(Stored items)
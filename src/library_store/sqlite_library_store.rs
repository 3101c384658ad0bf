use super::models::{Song, SongTags, StoredFile, TechnicalMetadata};
use super::schema::LIBRARY_SCHEMA;
use super::{LibraryStore, RemovedSong};
use crate::content_hash::ContentHash;
use anyhow::{bail, Context, Result};
use rusqlite::{params, Connection, OptionalExtension, Row};
use std::path::Path;
use std::sync::Mutex;
use tracing::debug;

pub struct SqliteLibraryStore {
    conn: Mutex<Connection>,
}

impl SqliteLibraryStore {
    pub fn new(db_path: impl AsRef<Path>) -> Result<Self> {
        let conn = Connection::open(db_path.as_ref())
            .with_context(|| format!("Error opening library db at {:?}", db_path.as_ref()))?;
        LIBRARY_SCHEMA.initialize(&conn)?;
        Ok(Self {
            conn: Mutex::new(conn),
        })
    }

    fn row_to_file(row: &Row) -> rusqlite::Result<StoredFile> {
        let hash_hex: String = row.get("content_hash")?;
        let content_hash = ContentHash::from_hex(&hash_hex).ok_or_else(|| {
            rusqlite::Error::FromSqlConversionFailure(
                0,
                rusqlite::types::Type::Text,
                format!("invalid content hash in db: {}", hash_hex).into(),
            )
        })?;
        Ok(StoredFile {
            content_hash,
            object_path: row.get("object_path")?,
            size_bytes: row.get::<_, i64>("size_bytes")? as u64,
            mime_type: row.get("mime_type")?,
            technical_metadata: TechnicalMetadata {
                duration_seconds: row.get("duration_seconds")?,
                bitrate_kbps: row.get::<_, Option<i64>>("bitrate_kbps")?.map(|v| v as u32),
                sample_rate_hz: row
                    .get::<_, Option<i64>>("sample_rate_hz")?
                    .map(|v| v as u32),
                channel_count: row.get::<_, Option<i64>>("channel_count")?.map(|v| v as u8),
            },
            cover_path: row.get("cover_path")?,
            reference_count: row.get::<_, i64>("ref_count")?.max(0) as u32,
        })
    }

    fn row_to_song(row: &Row) -> rusqlite::Result<Song> {
        let hash_hex: String = row.get("file_hash")?;
        let file_hash = ContentHash::from_hex(&hash_hex).ok_or_else(|| {
            rusqlite::Error::FromSqlConversionFailure(
                0,
                rusqlite::types::Type::Text,
                format!("invalid file hash in db: {}", hash_hex).into(),
            )
        })?;
        Ok(Song {
            id: row.get("id")?,
            library_id: row.get("library_id")?,
            file_hash,
            tags: SongTags {
                title: row.get("title")?,
                artist: row.get("artist")?,
                album: row.get("album")?,
                track_number: row.get::<_, Option<i64>>("track_number")?.map(|v| v as u32),
                year: row.get::<_, Option<i64>>("year")?.map(|v| v as u32),
            },
        })
    }
}

const FILE_COLUMNS: &str = "content_hash, object_path, size_bytes, mime_type, duration_seconds, \
                            bitrate_kbps, sample_rate_hz, channel_count, cover_path, ref_count";

const SONG_COLUMNS: &str = "id, library_id, file_hash, title, artist, album, track_number, year";

impl LibraryStore for SqliteLibraryStore {
    fn find_file_by_hash(&self, hash: &ContentHash) -> Result<Option<StoredFile>> {
        let conn = self.conn.lock().unwrap();
        let file = conn
            .query_row(
                &format!("SELECT {FILE_COLUMNS} FROM stored_file WHERE content_hash = ?1"),
                params![hash.to_hex()],
                Self::row_to_file,
            )
            .optional()?;
        Ok(file)
    }

    fn create_file(&self, file: &StoredFile) -> Result<()> {
        let conn = self.conn.lock().unwrap();
        conn.execute(
            "INSERT INTO stored_file (content_hash, object_path, size_bytes, mime_type, \
             duration_seconds, bitrate_kbps, sample_rate_hz, channel_count, cover_path, ref_count) \
             VALUES (?1, ?2, ?3, ?4, ?5, ?6, ?7, ?8, ?9, 0)",
            params![
                file.content_hash.to_hex(),
                file.object_path,
                file.size_bytes as i64,
                file.mime_type,
                file.technical_metadata.duration_seconds,
                file.technical_metadata.bitrate_kbps.map(|v| v as i64),
                file.technical_metadata.sample_rate_hz.map(|v| v as i64),
                file.technical_metadata.channel_count.map(|v| v as i64),
                file.cover_path,
            ],
        )?;
        debug!("Created stored file record {}", file.content_hash);
        Ok(())
    }

    fn create_song(&self, song: &Song) -> Result<()> {
        let mut conn = self.conn.lock().unwrap();
        let tx = conn.transaction()?;

        tx.execute(
            "INSERT INTO song (id, library_id, file_hash, title, artist, album, track_number, year) \
             VALUES (?1, ?2, ?3, ?4, ?5, ?6, ?7, ?8)",
            params![
                song.id,
                song.library_id,
                song.file_hash.to_hex(),
                song.tags.title,
                song.tags.artist,
                song.tags.album,
                song.tags.track_number.map(|v| v as i64),
                song.tags.year.map(|v| v as i64),
            ],
        )?;

        let updated = tx.execute(
            "UPDATE stored_file SET ref_count = ref_count + 1 WHERE content_hash = ?1",
            params![song.file_hash.to_hex()],
        )?;
        if updated != 1 {
            bail!("No stored file with hash {} to reference", song.file_hash);
        }

        tx.commit()?;
        Ok(())
    }

    fn get_song(&self, id: &str) -> Result<Option<Song>> {
        let conn = self.conn.lock().unwrap();
        let song = conn
            .query_row(
                &format!("SELECT {SONG_COLUMNS} FROM song WHERE id = ?1"),
                params![id],
                Self::row_to_song,
            )
            .optional()?;
        Ok(song)
    }

    fn list_songs(&self, library_id: &str) -> Result<Vec<Song>> {
        let conn = self.conn.lock().unwrap();
        let mut stmt = conn.prepare(&format!(
            "SELECT {SONG_COLUMNS} FROM song WHERE library_id = ?1 ORDER BY created, id"
        ))?;
        let songs = stmt
            .query_map(params![library_id], Self::row_to_song)?
            .collect::<rusqlite::Result<Vec<_>>>()?;
        Ok(songs)
    }

    fn song_exists_with_hash(&self, library_id: &str, hash: &ContentHash) -> Result<bool> {
        let conn = self.conn.lock().unwrap();
        let count: i64 = conn.query_row(
            "SELECT count(*) FROM song WHERE library_id = ?1 AND file_hash = ?2",
            params![library_id, hash.to_hex()],
            |row| row.get(0),
        )?;
        Ok(count > 0)
    }

    fn delete_song(&self, id: &str) -> Result<Option<RemovedSong>> {
        let mut conn = self.conn.lock().unwrap();
        let tx = conn.transaction()?;

        let hash_hex: Option<String> = tx
            .query_row(
                "SELECT file_hash FROM song WHERE id = ?1",
                params![id],
                |row| row.get(0),
            )
            .optional()?;
        let hash_hex = match hash_hex {
            Some(hash_hex) => hash_hex,
            None => return Ok(None),
        };
        let file_hash = ContentHash::from_hex(&hash_hex)
            .with_context(|| format!("invalid file hash in db: {}", hash_hex))?;

        tx.execute("DELETE FROM song WHERE id = ?1", params![id])?;
        tx.execute(
            "UPDATE stored_file SET ref_count = ref_count - 1 \
             WHERE content_hash = ?1 AND ref_count > 0",
            params![hash_hex],
        )?;
        let remaining: i64 = tx.query_row(
            "SELECT ref_count FROM stored_file WHERE content_hash = ?1",
            params![hash_hex],
            |row| row.get(0),
        )?;

        tx.commit()?;
        Ok(Some(RemovedSong {
            file_hash,
            remaining_references: remaining.max(0) as u32,
        }))
    }

    fn list_orphaned_files(&self) -> Result<Vec<StoredFile>> {
        let conn = self.conn.lock().unwrap();
        let mut stmt = conn.prepare(&format!(
            "SELECT {FILE_COLUMNS} FROM stored_file WHERE ref_count = 0"
        ))?;
        let files = stmt
            .query_map([], Self::row_to_file)?
            .collect::<rusqlite::Result<Vec<_>>>()?;
        Ok(files)
    }

    fn delete_file_if_orphaned(&self, hash: &ContentHash) -> Result<bool> {
        let conn = self.conn.lock().unwrap();
        let deleted = conn.execute(
            "DELETE FROM stored_file WHERE content_hash = ?1 AND ref_count = 0",
            params![hash.to_hex()],
        )?;
        Ok(deleted > 0)
    }

    fn total_stored_bytes(&self) -> Result<u64> {
        let conn = self.conn.lock().unwrap();
        let total: i64 = conn.query_row(
            "SELECT coalesce(sum(size_bytes), 0) FROM stored_file",
            [],
            |row| row.get(0),
        )?;
        Ok(total.max(0) as u64)
    }
}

> **What you have to do**: Copy, without any change, the lines from the one that contains "remaining_references: remaining.max(0) as" to the final line of the entries above.

> **Task output**:
            remaining_references: remaining.max(0) as u32,
        }))
    }

    fn list_orphaned_files(&self) -> Result<Vec<StoredFile>> {
        let conn = self.conn.lock().unwrap();
        let mut stmt = conn.prepare(&format!(
            "SELECT {FILE_COLUMNS} FROM stored_file WHERE ref_count = 0"
        ))?;
        let files = stmt
            .query_map([], Self::row_to_file)?
            .collect::<rusqlite::Result<Vec<_>>>()?;
        Ok(files)
    }

    fn delete_file_if_orphaned(&self, hash: &ContentHash) -> Result<bool> {
        let conn = self.conn.lock().unwrap();
        let deleted = conn.execute(
            "DELETE FROM stored_file WHERE content_hash = ?1 AND ref_count = 0",
            params![hash.to_hex()],
        )?;
        Ok(deleted > 0)
    }

    fn total_stored_bytes(&self) -> Result<u64> {
        let conn = self.conn.lock().unwrap();
        let total: i64 = conn.query_row(
            "SELECT coalesce(sum(size_bytes), 0) FROM stored_file",
            [],
            |row| row.get(0),
        )?;
        Ok(total.max(0) as u64)
    }
}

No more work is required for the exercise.